But, you must have permits costing $US200/day to venture further. I saw no
sign of any climbers. Chomolangma
was clear most of the time I spent here. Exploring the ruins and countryside
was tough due to the altitude (Ha ko – ma song), but every rest stop was
rewarded with the ever changing face of the highest peak on earth. I stumbled
across a herd of antelope (blue sheep to the Tibetans), which were the only
wild animals I saw in all my travels. Day 30 is the
last full day in Tibet, and one of the most remarkable traveling days of this,
or any other, trip. We make an early start from Rongphu. The first 75 km to
Tingri (on the Friendship Highway) takes all morning. This
route follows a trek that I had originally planned to walk. It is 4 days walk
from Tingri to Rongphu. While planning this trip I changed my mind and
cancelled the trekking, deciding to concentrate on day walks instead. I think
I made the right choice (though the couple I met who had done the walk loved
it). The countryside is big open valleys. The passes are high (over 5000 m),
but the climbs are shallow as the track sidles along. The terrain is tundra,
and empty except for the occasional yak herd and nomad encampment. I was
sitting in the Landrover thinking how glad I was not to be walking when we had
a flat tire. This gave me a half an hour walking along the trekking route. It
was very pleasant – wild, fresh, remote and dramatic in its own way. It made
me think that trekking might have been a good option too. But, while 30
minutes was too little, I think 4 days would have been too much. Tingri
is a real wild west town. We stopped to get the tire fixed, and I watched the
nomadic people selling the sheep that they have brought to the butchers in
town (pony carts everywhere). Ten minutes down the road was lunch and a wash
in a hot spring (yakpo do). The
afternoon drive takes us over the last high pass (Tong-la with an excellent
panorama of the Himalaya), and into a river gorge that drops and drops and
drops. It is such a shocking contrast to be hemmed into this narrow gorge with
trees (real rainforest green trees) and waterfalls. It is a most un-Tibetan
end to the trip. The road continues to switchback down and down. We end at the
town of Zhangmu (2300 m (7500 ft)) a drop from the start of the day of 2900 m
(9500 ft.). Zhangmu
is the town on the edge. It is on the edge between the Tibetan plateau and the
lowlands of India, on the edge (border) between China and Nepal, on the
edge between the Hindu and the Buddhist, and just “on the edge” in terms
of attitude and civilization. The
un-Tibetan end to my stay in Tibet continued when my Portuguese friends and I
were taken by their guides to the hottest nightclub in town. This place was a
hoot. The first impression was of a normal western club – a small dance
floor ringed by booths and a DJ spinning discs beside the small stage at the
front. But the impression changed when a closer look revealed the mural
of the Potala and Himalaya behind the stage, the colored flashing lights
forming lotus blossoms, the imitation butter lamps and yak skull lamps, Om
mani padme hum posters, and prayer flags. The waitresses served our Lhasa beer
in small glasses that were never allowed to be less than completely full.

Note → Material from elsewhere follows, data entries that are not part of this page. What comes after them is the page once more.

// Copyright 2025 the Altimetry Authors
// SPDX-License-Identifier: Apache-2.0 OR MIT

//! Binary bounding hierarchy over triangles, bulk-built with SAH-like splits.

use core::fmt::Debug;

use crate::backend::Backend;
use crate::mesh::Mesh;
use crate::types::{Aabb3, Ray, RayHit};

const DEFAULT_MAX_LEAF: usize = 8;

/// A static BVH backend. Built once per mesh; meshes never change under it.
pub struct Bvh {
    max_leaf: usize,
    root: Option<NodeIdx>,
    arena: Vec<Node>,
}

enum Kind {
    Leaf(Vec<u32>),
    Internal { left: NodeIdx, right: NodeIdx },
}

struct Node {
    bbox: Aabb3,
    kind: Kind,
}

#[derive(Copy, Clone, Debug, PartialEq, Eq, Hash)]
struct NodeIdx(usize);

impl NodeIdx {
    const fn new(i: usize) -> Self {
        Self(i)
    }

    const fn get(self) -> usize {
        self.0
    }
}

impl Debug for Bvh {
    fn fmt(&self, f: &mut core::fmt::Formatter<'_>) -> core::fmt::Result {
        let leaves = self
            .arena
            .iter()
            .filter(|n| matches!(n.kind, Kind::Leaf(_)))
            .count();
        f.debug_struct("Bvh")
            .field("max_leaf", &self.max_leaf)
            .field("nodes", &self.arena.len())
            .field("leaves", &leaves)
            .finish_non_exhaustive()
    }
}

type BvhItem = (u32, Aabb3);
type BvhItems = Vec<BvhItem>;

impl Bvh {
    /// Build with an explicit leaf capacity (clamped to at least 1).
    pub fn with_max_leaf(mesh: &Mesh, max_leaf: usize) -> Self {
        let max_leaf = max_leaf.max(1);
        let items: BvhItems = (0..mesh.triangle_count())
            .map(|i| {
                #[allow(
                    clippy::cast_possible_truncation,
                    reason = "Triangle indices stay 32-bit, matching the mesh's vertex indices."
                )]
                let tri = i as u32;
                (tri, mesh.triangle(i).bounds())
            })
            .collect();
        let mut arena = Vec::new();
        let root = (!items.is_empty()).then(|| Self::build_node(&mut arena, items, max_leaf));
        Self {
            max_leaf,
            root,
            arena,
        }
    }

    /// Number of nodes in the hierarchy.
    pub fn node_count(&self) -> usize {
        self.arena.len()
    }

    fn bbox_items(items: &[BvhItem]) -> Aabb3 {
        items
            .iter()
            .fold(Aabb3::EMPTY, |acc, (_, bb)| acc.union(*bb))
    }

    fn build_node(arena: &mut Vec<Node>, items: BvhItems, max_leaf: usize) -> NodeIdx {
        let bbox = Self::bbox_items(&items);
        let idx = NodeIdx::new(arena.len());
        if items.len() <= max_leaf {
            arena.push(Node {
                bbox,
                kind: Kind::Leaf(items.into_iter().map(|(t, _)| t).collect()),
            });
            return idx;
        }
        // Reserve the parent slot so children land after it.
        arena.push(Node {
            bbox,
            kind: Kind::Leaf(Vec::new()),
        });
        let (l, r) = Self::split_sah(items, max_leaf);
        let left = Self::build_node(arena, l, max_leaf);
        let right = Self::build_node(arena, r, max_leaf);
        arena[idx.get()].kind = Kind::Internal { left, right };
        idx
    }

    fn sort_by_centroid(items: &mut [BvhItem], axis: usize) {
        items.sort_by(|a, b| a.1.center()[axis].total_cmp(&b.1.center()[axis]));
    }

    /// SAH-like split: sort along each axis, precompute prefix/suffix boxes, and
    /// choose `k` that minimizes `area(LB_k) * k + area(RB_k) * (n - k)`.
    ///
    /// Requires at least two items; both halves come back non-empty.
    fn split_sah(mut items: BvhItems, max_leaf: usize) -> (BvhItems, BvhItems) {
        let n = items.len();
        let min_children = (max_leaf / 2).max(1).min(n / 2);
        let mut best: Option<(f64, usize, usize)> = None;
        for axis in 0..3 {
            Self::sort_by_centroid(&mut items, axis);

            // Precompute prefix/suffix bboxes for O(1) split evaluation
            let prefix: Vec<Aabb3> = items
                .iter()
                .scan(Aabb3::EMPTY, |acc, (_, bb)| {
                    *acc = acc.union(*bb);
                    Some(*acc)
                })
                .collect();
            let mut suffix: Vec<Aabb3> = items
                .iter()
                .rev()
                .scan(Aabb3::EMPTY, |acc, (_, bb)| {
                    *acc = acc.union(*bb);
                    Some(*acc)
                })
                .collect();
            suffix.reverse();

            for k in min_children..=(n - min_children) {
                let cost = prefix[k - 1].surface_area() * k as f64
                    + suffix[k].surface_area() * (n - k) as f64;
                if best.is_none_or(|(bc, _, _)| cost < bc) {
                    best = Some((cost, axis, k));
                }
            }
        }
        let (_, axis, k) = best.unwrap_or((0.0, 0, n / 2));
        Self::sort_by_centroid(&mut items, axis);
        let right = items.split_off(k);
        (items, right)
    }
}

impl Backend for Bvh {
    fn build(mesh: &Mesh) -> Self {
        Self::with_max_leaf(mesh, DEFAULT_MAX_LEAF)
    }

    fn raycast(&self, mesh: &Mesh, ray: &Ray) -> Option<RayHit> {
        let root = self.root?;
        let mut best: Option<(f64, usize)> = None;
        let mut stack = vec![root];
        while let Some(i) = stack.pop() {
            let n = &self.arena[i.get()];
            let Some(enter) = n.bbox.intersect_ray(ray) else {
                continue;
            };
            if best.is_some_and(|(bt, _)| enter > bt) {
                continue;
            }
            match &n.kind {
                Kind::Leaf(tris) => {
                    for &t in tris {
                        let t = t as usize;
                        if let Some(d) = mesh.triangle(t).intersect_ray(ray)
                            && best.is_none_or(|(bt, bi)| d < bt || (d == bt && t < bi))
                        {
                            best = Some((d, t));
                        }
                    }
                }
                Kind::Internal { left, right } => {
                    stack.push(*left);
                    stack.push(*right);
                }
            }
        }
        best.map(|(distance, triangle)| RayHit {
            distance,
            point: ray.at(distance),
            normal: mesh.triangle(triangle).normal(),
            triangle,
        })
    }
}

#[cfg(test)]
mod tests {
    use super::*;
    use crate::backends::flatscan::FlatScan;
    use glam::DVec3;

    /// A bumpy `n`×`n` height grid in the xz plane.
    fn grid(n: u32) -> Mesh {
        let mut positions = Vec::new();
        for z in 0..=n {
            for x in 0..=n {
                let (xf, zf) = (f64::from(x), f64::from(z));
                positions.push(DVec3::new(xf, (xf * 0.7).sin() + (zf * 0.3).cos(), zf));
            }
        }
        let row = n + 1;
        let mut triangles = Vec::new();
        for z in 0..n {
            for x in 0..n {
                let i = z * row + x;
                triangles.push([i, i + row, i + 1]);
                triangles.push([i + 1, i + row, i + row + 1]);
            }
        }
        Mesh::from_triangles(positions, triangles).unwrap()
    }

    #[test]
    fn matches_flat_scan() {
        let mesh = grid(24);
        let bvh = Bvh::build(&mesh);
        assert!(bvh.node_count() > 1);
        for i in 0..40 {
            let f = f64::from(i);
            let origin = DVec3::new(0.37 + f * 0.61, 50.0, 23.9 - f * 0.55);
            for dir in [DVec3::NEG_Y, DVec3::new(0.2, -1.0, 0.1)] {
                let ray = Ray::new(origin, dir);
                assert_eq!(bvh.raycast(&mesh, &ray), FlatScan.raycast(&mesh, &ray));
            }
        }
    }

    #[test]
    fn miss_outside_bounds() {
        let mesh = grid(4);
        let bvh = Bvh::with_max_leaf(&mesh, 2);
        let ray = Ray::new(DVec3::new(-10.0, 50.0, -10.0), DVec3::NEG_Y);
        assert_eq!(bvh.raycast(&mesh, &ray), None);
    }

    #[test]
    fn single_triangle_is_a_leaf() {
        let mesh = Mesh::from_soup(vec![DVec3::ZERO, DVec3::Z, DVec3::X]).unwrap();
        let bvh = Bvh::build(&mesh);
        assert_eq!(bvh.node_count(), 1);
        let hit = bvh
            .raycast(&mesh, &Ray::new(DVec3::new(0.25, 1.0, 0.25), DVec3::NEG_Y))
            .unwrap();
        assert_eq!(hit.triangle, 0);
        assert!((hit.point - DVec3::new(0.25, 0.0, 0.25)).length() < 1e-12);
    }
}
// Copyright 2025 the Altimetry Authors
// SPDX-License-Identifier: Apache-2.0 OR MIT

//! Geometry snapshot store: private copies of streamed tile meshes.
//!
//! Tiles arrive in world space, which for geospatial tile sets means coordinates in the
//! millions. Each snapshot keeps that world copy and a second copy in the tile set's
//! root frame, and the scan only ever touches the root copy. Changing the root frame
//! reprojects every snapshot from its world copy.

use core::fmt::Debug;
use std::collections::BTreeMap;
use std::collections::btree_map::Entry;

use altimetry_mesh::{Backend, IndexedMesh, Mesh, MeshError};
use glam::DAffine3;
use log::warn;

/// The tile set's root frame and its inverse.
#[derive(Copy, Clone, Debug, PartialEq)]
pub(crate) struct Frame {
    pub(crate) world_from_root: DAffine3,
    pub(crate) root_from_world: DAffine3,
}

impl Frame {
    pub(crate) const IDENTITY: Self = Self {
        world_from_root: DAffine3::IDENTITY,
        root_from_world: DAffine3::IDENTITY,
    };

    /// `None` when `world_from_root` cannot be inverted.
    pub(crate) fn new(world_from_root: DAffine3) -> Option<Self> {
        let det = world_from_root.matrix3.determinant();
        if det == 0.0 || !det.is_finite() || !world_from_root.translation.is_finite() {
            return None;
        }
        Some(Self {
            world_from_root,
            root_from_world: world_from_root.inverse(),
        })
    }
}

/// A tile's surface as it was when captured.
///
/// The copy is independent of the caller's mesh, so in-place edits made to the live
/// tile afterwards do not reach the scan.
#[derive(Debug)]
pub struct TileSnapshot<B: Backend> {
    world: Mesh,
    geometry: IndexedMesh<B>,
}

impl<B: Backend> TileSnapshot<B> {
    fn project(world: Mesh, frame: &Frame) -> Result<Self, MeshError> {
        let root = world.try_transformed(&frame.root_from_world)?;
        Ok(Self {
            world,
            geometry: IndexedMesh::new(root),
        })
    }

    /// World-space copy of the tile surface.
    pub fn mesh(&self) -> &Mesh {
        &self.world
    }

    /// Root-frame copy of the tile surface, as scanned.
    pub fn root_mesh(&self) -> &Mesh {
        self.geometry.mesh()
    }

    pub(crate) fn geometry(&self) -> &IndexedMesh<B> {
        &self.geometry
    }
}

/// Snapshots keyed by caller-chosen tile identity.
#[derive(Debug)]
pub(crate) struct SnapshotStore<K, B: Backend> {
    tiles: BTreeMap<K, TileSnapshot<B>>,
}

impl<K, B: Backend> Default for SnapshotStore<K, B> {
    fn default() -> Self {
        Self {
            tiles: BTreeMap::new(),
        }
    }
}

impl<K, B: Backend> SnapshotStore<K, B> {
    pub(crate) fn len(&self) -> usize {
        self.tiles.len()
    }
}

impl<K: Ord + Debug, B: Backend> SnapshotStore<K, B> {
    /// Copy `mesh` under `tile`, replacing any earlier snapshot.
    ///
    /// On failure the tile has no snapshot at all, earlier ones included.
    pub(crate) fn capture(
        &mut self,
        tile: K,
        mesh: &Mesh,
        world_from_tile: &DAffine3,
        frame: &Frame,
    ) -> Result<&TileSnapshot<B>, MeshError> {
        let snapshot = match mesh
            .try_transformed(world_from_tile)
            .and_then(|world| TileSnapshot::project(world, frame))
        {
            Ok(snapshot) => snapshot,
            Err(err) => {
                warn!("tile {tile:?} not captured: {err}");
                self.tiles.remove(&tile);
                return Err(err);
            }
        };
        Ok(match self.tiles.entry(tile) {
            Entry::Vacant(e) => e.insert(snapshot),
            Entry::Occupied(mut e) => {
                e.insert(snapshot);
                e.into_mut()
            }
        })
    }

    /// Rebuild every root-frame copy for a new `frame`.
    ///
    /// A tile that does not fit the new frame is dropped. Returns how many were dropped.
    pub(crate) fn reproject(&mut self, frame: &Frame) -> usize {
        let before = self.tiles.len();
        let tiles = core::mem::take(&mut self.tiles);
        for (tile, snapshot) in tiles {
            match TileSnapshot::project(snapshot.world, frame) {
                Ok(snapshot) => {
                    self.tiles.insert(tile, snapshot);
                }
                Err(err) => warn!("tile {tile:?} dropped on reprojection: {err}"),
            }
        }
        before - self.tiles.len()
    }

    /// Drop the snapshot for `tile`. Returns whether there was one.
    pub(crate) fn release(&mut self, tile: &K) -> bool {
        self.tiles.remove(tile).is_some()
    }

    pub(crate) fn get(&self, tile: &K) -> Option<&TileSnapshot<B>> {
        self.tiles.get(tile)
    }

    pub(crate) fn iter(&self) -> impl Iterator<Item = (&K, &TileSnapshot<B>)> + '_ {
        self.tiles.iter()
    }
}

Every sip was followed by a visit to refill the glass. Occasionally acts were
performed on stage. In the first, two girls came out and danced in
quasi-traditional Tibetan costumes. Later the same 2 girls came out dressed in
red cowboy hats and leopard skin mini-skirts. As far as I could tell the music
and the dancing was the same both times. We had a lot of fun, as did the crowd
of locals. Days
like this are what makes traveling the kaleidoscope of experiences that it is,
so you would think that Day 31 would
be a letdown. It wasn’t. The start was a boring hour-plus wait to clear
customs to leave China, but at least I was very near the head of a very long
line. Then down the road to the Friendship Bridge, goodbye to Yunden and
Tseden, through Nepal customs where I was met by Basu, my driver for the 4
hour trip to Kathmandu. Along
the road from the border we passed several military checkpoints of sandbags
and barbed wire. Men in military uniforms with guns waved us through (You may
be aware of the political unrest in Nepal with Maoist guerillas battling the
monarchy). About 5 km after one of these my driver stopped and pointed
to a red fag and sign by the road explaining that I needed to pay to pass
through this Maoist controlled area. I was worried until I saw the smiling
young man who came out to greet me. He took my 500 rupees ($US 7) and
gave me a receipt. I asked Basu, and he translated it as something like “ to
greater glory of Marx, Lenin and Mao, the Peoples Committee of that region
confirms my payment for safe passage”. Basu also told me that I should have
bargained for a lower fee (though it is my policy not to bargain with
guerillas, armed or not, for amounts under $US 10). Perhaps I should have
picked up a few photos of the Great Helmsman in China. About 5 km down the
road we passed another military checkpoint with more sandbags and guns. It
transpired that I had arrived on the festival of Dashain, the biggest festival
in Nepal. Everyone was off work and planning big parties and family gatherings
for that evening (think of it as Hindu Christmas Eve). Everyone was dressed in
their festival best, which for the women meant saris in every possible hue.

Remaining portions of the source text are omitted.